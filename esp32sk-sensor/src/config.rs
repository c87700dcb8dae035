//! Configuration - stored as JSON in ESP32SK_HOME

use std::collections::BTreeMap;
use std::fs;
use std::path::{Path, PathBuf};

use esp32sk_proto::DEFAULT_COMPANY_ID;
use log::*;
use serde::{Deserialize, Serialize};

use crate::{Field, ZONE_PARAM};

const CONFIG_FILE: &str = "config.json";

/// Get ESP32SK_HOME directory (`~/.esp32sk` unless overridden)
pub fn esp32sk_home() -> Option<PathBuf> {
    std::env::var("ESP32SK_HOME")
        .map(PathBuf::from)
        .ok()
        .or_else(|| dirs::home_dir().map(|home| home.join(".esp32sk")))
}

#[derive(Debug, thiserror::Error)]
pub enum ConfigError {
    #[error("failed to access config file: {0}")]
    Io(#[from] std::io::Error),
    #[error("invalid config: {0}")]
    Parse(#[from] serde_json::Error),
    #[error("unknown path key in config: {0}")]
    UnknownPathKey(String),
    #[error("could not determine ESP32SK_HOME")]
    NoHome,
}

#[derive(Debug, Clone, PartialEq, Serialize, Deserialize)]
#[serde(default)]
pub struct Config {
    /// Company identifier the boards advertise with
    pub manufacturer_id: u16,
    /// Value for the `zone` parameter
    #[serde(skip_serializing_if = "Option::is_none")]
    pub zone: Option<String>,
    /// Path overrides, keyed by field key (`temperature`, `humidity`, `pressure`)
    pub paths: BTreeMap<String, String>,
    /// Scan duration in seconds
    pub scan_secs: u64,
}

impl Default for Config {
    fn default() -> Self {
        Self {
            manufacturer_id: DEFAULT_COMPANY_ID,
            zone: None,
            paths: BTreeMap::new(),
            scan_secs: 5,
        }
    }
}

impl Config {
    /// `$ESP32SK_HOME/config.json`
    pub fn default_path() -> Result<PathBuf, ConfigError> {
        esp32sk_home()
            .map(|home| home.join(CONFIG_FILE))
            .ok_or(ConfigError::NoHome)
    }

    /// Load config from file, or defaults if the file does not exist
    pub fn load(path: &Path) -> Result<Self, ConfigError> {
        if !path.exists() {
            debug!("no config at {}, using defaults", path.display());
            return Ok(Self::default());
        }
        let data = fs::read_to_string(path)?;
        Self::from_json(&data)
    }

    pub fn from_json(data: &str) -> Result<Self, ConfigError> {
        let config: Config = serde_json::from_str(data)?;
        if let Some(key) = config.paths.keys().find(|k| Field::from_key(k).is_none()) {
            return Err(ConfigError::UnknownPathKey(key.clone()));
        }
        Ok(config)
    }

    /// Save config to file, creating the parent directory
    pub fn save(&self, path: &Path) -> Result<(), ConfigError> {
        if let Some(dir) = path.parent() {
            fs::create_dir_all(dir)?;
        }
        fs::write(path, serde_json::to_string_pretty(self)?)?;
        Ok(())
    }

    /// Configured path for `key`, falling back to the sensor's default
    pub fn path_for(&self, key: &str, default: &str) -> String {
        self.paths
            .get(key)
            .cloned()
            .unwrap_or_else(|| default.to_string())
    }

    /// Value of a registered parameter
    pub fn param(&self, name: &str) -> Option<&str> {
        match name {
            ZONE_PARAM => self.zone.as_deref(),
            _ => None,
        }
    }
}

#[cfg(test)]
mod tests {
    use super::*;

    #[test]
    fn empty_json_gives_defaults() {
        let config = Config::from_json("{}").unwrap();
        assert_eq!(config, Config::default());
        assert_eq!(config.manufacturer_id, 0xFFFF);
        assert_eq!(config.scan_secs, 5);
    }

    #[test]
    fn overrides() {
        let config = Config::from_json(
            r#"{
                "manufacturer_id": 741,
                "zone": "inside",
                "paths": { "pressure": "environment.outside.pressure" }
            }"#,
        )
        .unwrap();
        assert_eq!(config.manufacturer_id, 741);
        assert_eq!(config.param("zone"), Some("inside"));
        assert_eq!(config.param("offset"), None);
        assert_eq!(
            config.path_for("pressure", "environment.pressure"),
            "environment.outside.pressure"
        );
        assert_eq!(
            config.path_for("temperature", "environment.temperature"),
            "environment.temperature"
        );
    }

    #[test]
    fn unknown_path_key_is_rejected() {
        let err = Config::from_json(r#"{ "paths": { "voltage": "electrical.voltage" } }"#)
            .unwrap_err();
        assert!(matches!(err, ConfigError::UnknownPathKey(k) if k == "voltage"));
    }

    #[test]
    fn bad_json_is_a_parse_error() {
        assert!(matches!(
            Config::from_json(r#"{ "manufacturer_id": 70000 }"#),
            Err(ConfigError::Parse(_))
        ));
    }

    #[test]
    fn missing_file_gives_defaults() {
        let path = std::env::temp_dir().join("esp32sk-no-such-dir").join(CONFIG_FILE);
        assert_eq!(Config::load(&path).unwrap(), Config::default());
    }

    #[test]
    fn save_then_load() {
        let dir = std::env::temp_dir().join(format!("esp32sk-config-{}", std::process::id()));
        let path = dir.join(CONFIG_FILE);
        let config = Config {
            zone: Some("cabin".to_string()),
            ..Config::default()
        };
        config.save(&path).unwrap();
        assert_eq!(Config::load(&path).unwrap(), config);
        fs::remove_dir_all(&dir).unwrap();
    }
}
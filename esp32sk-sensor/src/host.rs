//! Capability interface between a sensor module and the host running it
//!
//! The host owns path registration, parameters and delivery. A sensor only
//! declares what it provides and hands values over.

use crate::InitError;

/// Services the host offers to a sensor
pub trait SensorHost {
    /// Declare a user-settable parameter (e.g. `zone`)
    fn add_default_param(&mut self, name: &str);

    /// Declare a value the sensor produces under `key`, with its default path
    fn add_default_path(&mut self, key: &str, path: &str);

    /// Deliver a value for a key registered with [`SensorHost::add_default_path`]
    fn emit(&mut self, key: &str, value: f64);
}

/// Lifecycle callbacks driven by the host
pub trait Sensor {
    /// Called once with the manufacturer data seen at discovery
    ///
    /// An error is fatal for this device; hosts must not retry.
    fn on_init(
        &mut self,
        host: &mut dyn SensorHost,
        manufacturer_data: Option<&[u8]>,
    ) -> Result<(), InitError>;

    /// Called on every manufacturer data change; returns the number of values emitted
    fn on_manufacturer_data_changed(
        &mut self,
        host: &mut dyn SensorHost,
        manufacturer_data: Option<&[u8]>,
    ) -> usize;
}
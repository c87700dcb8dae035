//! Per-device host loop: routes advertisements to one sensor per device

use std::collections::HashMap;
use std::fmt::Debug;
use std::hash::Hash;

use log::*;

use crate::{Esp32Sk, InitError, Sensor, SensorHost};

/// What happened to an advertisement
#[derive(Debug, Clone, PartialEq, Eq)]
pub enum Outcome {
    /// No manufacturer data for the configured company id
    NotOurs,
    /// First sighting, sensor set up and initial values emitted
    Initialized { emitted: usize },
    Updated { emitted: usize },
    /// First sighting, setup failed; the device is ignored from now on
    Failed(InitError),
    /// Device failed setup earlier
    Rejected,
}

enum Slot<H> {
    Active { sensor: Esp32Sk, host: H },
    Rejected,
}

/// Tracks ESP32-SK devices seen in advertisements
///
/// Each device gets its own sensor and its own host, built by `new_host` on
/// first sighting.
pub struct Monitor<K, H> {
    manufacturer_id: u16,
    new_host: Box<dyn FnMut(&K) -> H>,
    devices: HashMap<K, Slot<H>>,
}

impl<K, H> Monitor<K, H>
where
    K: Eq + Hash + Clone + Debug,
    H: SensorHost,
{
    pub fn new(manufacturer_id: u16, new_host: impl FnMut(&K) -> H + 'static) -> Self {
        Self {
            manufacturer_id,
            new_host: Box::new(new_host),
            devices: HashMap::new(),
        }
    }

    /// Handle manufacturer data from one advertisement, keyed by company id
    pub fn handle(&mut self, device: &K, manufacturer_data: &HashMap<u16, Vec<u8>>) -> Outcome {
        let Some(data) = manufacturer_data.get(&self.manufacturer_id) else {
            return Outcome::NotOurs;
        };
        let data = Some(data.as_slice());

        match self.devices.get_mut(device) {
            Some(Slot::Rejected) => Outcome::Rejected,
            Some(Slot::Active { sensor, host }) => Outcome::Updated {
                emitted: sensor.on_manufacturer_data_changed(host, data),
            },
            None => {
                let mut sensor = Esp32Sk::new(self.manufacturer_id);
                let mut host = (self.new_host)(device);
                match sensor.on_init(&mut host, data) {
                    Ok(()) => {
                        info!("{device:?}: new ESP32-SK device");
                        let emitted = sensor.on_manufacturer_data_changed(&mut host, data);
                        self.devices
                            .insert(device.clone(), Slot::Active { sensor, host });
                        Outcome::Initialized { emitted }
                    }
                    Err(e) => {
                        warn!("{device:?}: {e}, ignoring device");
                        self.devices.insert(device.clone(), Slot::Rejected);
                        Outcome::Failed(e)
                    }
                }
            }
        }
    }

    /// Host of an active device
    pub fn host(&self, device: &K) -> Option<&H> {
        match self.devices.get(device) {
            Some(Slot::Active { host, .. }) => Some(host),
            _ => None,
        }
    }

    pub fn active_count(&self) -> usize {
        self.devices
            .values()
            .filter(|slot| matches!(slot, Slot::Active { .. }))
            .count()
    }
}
# # # # # # #
WORK REQUIRED
When a line among the entries contains "usize", pull that line out.

PROBLEM SOLUTION
    ) -> usize;
    Initialized { emitted: usize },
    Updated { emitted: usize },
    pub fn active_count(&self) -> usize {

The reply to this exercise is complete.